Antiviral radical SAM enzyme viperin homologue from Asian seabass (Lates calcarifer): Molecular characterisation and expression analysis

Abstract

The host response to virus infection is mediated by the interferon system and its workhorse effector proteins like Interferon-stimulated genes (ISGs). Viperin is an interferon-inducible antiviral protein. In the present study, an antiviral radical SAM enzyme, viperin homologue, was cloned and characterised from teleost, Asian seabass (Lates calcarifer). This cloned viperin cDNA encodes 351 amino acid protein with predicted N-terminal amphipathic alpha-helix, conserved radical S-adenosyl l-methionine (SAM) domain with CxxxCxxC motif and a highly conserved C-terminal domain.
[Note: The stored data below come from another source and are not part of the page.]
use serde_json::{json, Map, Value};

use super::{render, BoardOp};
use crate::error::Result;
use crate::model::params::ItemParams;
use crate::payload::is_supplied;
use crate::transport::{ApiRequest, Transport};

pub async fn handle(op: BoardOp, transport: &dyn Transport, params: &ItemParams<'_>) -> Result<Value> {
    let request = match op {
        BoardOp::Create => {
            let workspace_id = params.positive_id("workspace_id", "Workspace")?;
            ApiRequest::post("/boards")
                .body(json!({ "workspace_id": workspace_id, "name": params.string("name") }))
        }
        BoardOp::Update => update(params)?,
        BoardOp::Get => {
            let board_id = params.positive_id("board_id", "Board")?;
            ApiRequest::get(format!("/boards/{board_id}"))
        }
        BoardOp::GetAllBoards => list(params),
        BoardOp::GetBoardStructure => {
            let board_id = params.positive_id("board_id", "Board")?;
            ApiRequest::get(format!("/boards/{board_id}/currentStructure"))
        }
    };
    Ok(transport.request(request).await?.body())
}

fn update(params: &ItemParams<'_>) -> Result<ApiRequest> {
    let board_id = params.positive_id("board_id", "Board")?;

    let mut body = Map::new();
    if let Some(name) = params.non_empty_string("name") {
        body.insert("name".into(), Value::String(name));
    }
    // Anything but an explicit 0 or 1 leaves the archive flag alone.
    let archived = params.reference("is_archived").and_then(|r| r.as_number());
    if let Some(flag) = archived.filter(|n| *n == 0.0 || *n == 1.0) {
        body.insert("is_archived".into(), json!(flag as i64));
    }
    Ok(ApiRequest::patch(format!("/boards/{board_id}")).body(Value::Object(body)))
}

fn list(params: &ItemParams<'_>) -> ApiRequest {
    let mut request = ApiRequest::get("/boards");
    if let Some(workspace) = params.reference("workspace_id").filter(|r| is_supplied(&r.value)) {
        request = request.query("workspace_ids", render(&workspace.value));
    }
    if let Some(archived) = params.reference("is_archived") {
        request = request.query("is_archived", render(&archived.value));
    }
    request
}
Lcviperin gene consists of six exons and five introns. The secondary structure contains nine alpha helices and beta sheets. Viperin from Lates is evolutionarily conserved and shares about 89% identity with Seriola dumerili and 70% identity with human orthologue. Poly(I:C) and RGNNV upregulated Lcviperin during in-vivo challenge studies, providing insight into its antiviral properties. Lates antiviral effector genes like viperin could help in elucidating the host-virus protein interactions and allow the development of improved antiviral strategies against pathogens like betanodavirus that devastate aquaculture of the species.